We have seen this work in the case of Mr. Hamlin. Chest compressions started immediately, minimizing the amount of time his brain was deprived of oxygen. A defibrillator was present and used appropriately, capable of returning his heart to a normal rhythm. This process is called the “chain of survival”. If any step is missing or even delayed, someone who might have survived could die or survive leaving only severe brain damage.

Sadly, in cardiac arrests that occur outside the hospital, like this one, CPR bystander is only done about a third of the time. that is less likely are received by racial or ethnic minorities. This is important – if CPR is started right away, the chances of survival can be double or even triple — and is a strong argument for the continuing education of national and local organizations to train people, even at a young age, in simple principles of resuscitation and in favor of access better with a defibrillator. If Mr Hamlin had collapsed on the street and not on the football field, his outcome could have been different.

But in the intensive care unit, the question is not whether we have the infrastructure to do high-quality CPR, but whether we should use it. As opposed to an arrhythmia or a possible heart attack caused an arrest outside the hospital in a previously healthy person, these stories are different. Many of these patients are in the terminal stages of a deadly disease before their hearts stop beating. We see codes in ventilated patients with severe respiratory failure, advanced cancer, or sepsis whose blood pressure continues to fall despite increasing doses of medication to raise blood pressure.
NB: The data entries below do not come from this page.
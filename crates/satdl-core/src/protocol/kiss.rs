//! KISS framing codec.
//!
//! Ground-station TNCs log received frames as `FEND <type> <data> FEND`,
//! with `FEND`/`FESC` inside the data replaced by two-byte escape sequences.

use super::constants::{FEND, FESC, KISS_DATA_FRAME, TFEND, TFESC};

/// Reverse KISS byte stuffing.
///
/// `FESC TFEND` becomes `FEND`, `FESC TFESC` becomes `FESC`. A `FESC` that is
/// not followed by a valid escape code (including one at the very end of the
/// data) is kept as a literal byte.
pub fn unescape(data: &[u8]) -> Vec<u8> {
    let mut out = Vec::with_capacity(data.len());
    let mut i = 0;
    while i < data.len() {
        let byte = data[i];
        if byte == FESC {
            match data.get(i + 1) {
                Some(&TFEND) => {
                    out.push(FEND);
                    i += 2;
                    continue;
                }
                Some(&TFESC) => {
                    out.push(FESC);
                    i += 2;
                    continue;
                }
                _ => {}
            }
        }
        out.push(byte);
        i += 1;
    }
    out
}

/// Apply KISS byte stuffing.
pub fn escape(data: &[u8]) -> Vec<u8> {
    let mut out = Vec::with_capacity(data.len() + 2);
    for &byte in data {
        match byte {
            FEND => out.extend_from_slice(&[FESC, TFEND]),
            FESC => out.extend_from_slice(&[FESC, TFESC]),
            _ => out.push(byte),
        }
    }
    out
}

/// Wrap `data` as a port-0 data frame.
pub fn encode_frame(data: &[u8]) -> Vec<u8> {
    let mut out = Vec::with_capacity(data.len() + 4);
    out.push(FEND);
    out.push(KISS_DATA_FRAME);
    out.extend(escape(data));
    out.push(FEND);
    out
}

/// Split a KISS log into unescaped data frames, in stream order.
///
/// Empty segments and command frames (type byte other than 0) are dropped.
/// The type byte is removed from the returned frames.
pub fn data_frames(stream: &[u8]) -> Vec<Vec<u8>> {
    stream
        .split(|&b| b == FEND)
        .filter_map(|segment| match segment.split_first() {
            Some((&KISS_DATA_FRAME, body)) => Some(unescape(body)),
            _ => None,
        })
        .collect()
}
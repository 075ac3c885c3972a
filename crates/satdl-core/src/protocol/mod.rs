//! Protocol module - downlink frame definitions.

pub mod constants;
pub mod kiss;
pub mod layout;
pub mod record;

pub use constants::*;
pub use layout::{
    FrameLayout, PayloadRule, Protocol, RecordShape, ResolutionFlag, SIREN_LAYOUT,
    STRATOSAT_LAYOUT,
};
pub use record::FrameRecord;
In this population of intubated patients in the ICU, only 6 percent people who have had a cardiac arrest and are resuscitated will leave the hospital with little or no brain defect. For the vast majority, CPR becomes one more act that must be performed before death, one more medical ritual, than a potentially life-saving intervention with a real chance of success.

Decades ago, patients were told by doctors not to resuscitate – often without them even realizing it. This decision is documented with a note or a coded symbol on the chart, visible to the medical staff but not to the patient himself. In other cases, when they believe CPR is futile but a family insists, doctors will plan to run “slow code,” skipping the most aggressive steps.
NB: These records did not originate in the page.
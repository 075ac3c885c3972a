//! Image reassembly.
//!
//! Calibrates the base address, writes frame payloads into an
//! [`ImageBuffer`] by address and checks the result for missing blocks.

pub mod buffer;
pub mod calibrate;
pub mod completeness;
pub mod reassemble;

pub use buffer::{BufferError, ImageBuffer};
pub use calibrate::{CalibrationResult, calibrate};
pub use completeness::{CompletenessReport, check_completeness};
pub use reassemble::{Reassembly, reassemble};
//! Block completeness diagnostics.

use std::collections::BTreeSet;

/// Outcome of walking the written block addresses.
#[derive(Debug, Clone, Copy, Default, PartialEq, Eq)]
pub struct CompletenessReport {
    /// First block address, counting from 0, that was never written.
    pub first_missing: Option<u64>,
    /// Highest written block address.
    pub max_address: Option<u64>,
}

impl CompletenessReport {
    pub fn is_complete(&self) -> bool {
        self.first_missing.is_none()
    }
}

/// Walk from 0 in `block_size` steps until every written address has been
/// visited, reporting the first step with no write.
///
/// Addresses that are not multiples of `block_size` can never be visited, so
/// their presence always yields a missing block. A zero block size skips
/// the walk.
pub fn check_completeness(blocks: &BTreeSet<u64>, block_size: u64) -> CompletenessReport {
    let max_address = blocks.last().copied();
    let mut first_missing = None;

    if block_size > 0 {
        let mut remaining = blocks.len();
        let mut address = 0u64;
        while remaining > 0 {
            if !blocks.contains(&address) {
                first_missing = Some(address);
                break;
            }
            remaining -= 1;
            address += block_size;
        }
    }

    CompletenessReport {
        first_missing,
        max_address,
    }
}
Maybe we’ve gone too far in the other direction. We frequently take resuscitation action against our better judgment, in a way we don’t do for other procedures. And when there is no reasonable hope of any meaningful benefit but we still offer CPR as an option, we could be at a disadvantage to patients and their families. Just as increasing knowledge and training on CPR for bystanders is essential for us to give others like Mr Hamlin the best chance of survival and recovery, so receiving What CPR cannot do is also essential.

When Mr. Hamlin awoke, still intubated, Mr supposed to have Ask in writing which team won the football match on Monday. It was as if he had just woken up from a long sleep and wanted to know what he had missed. In response, his doctors told him he had won the game of life.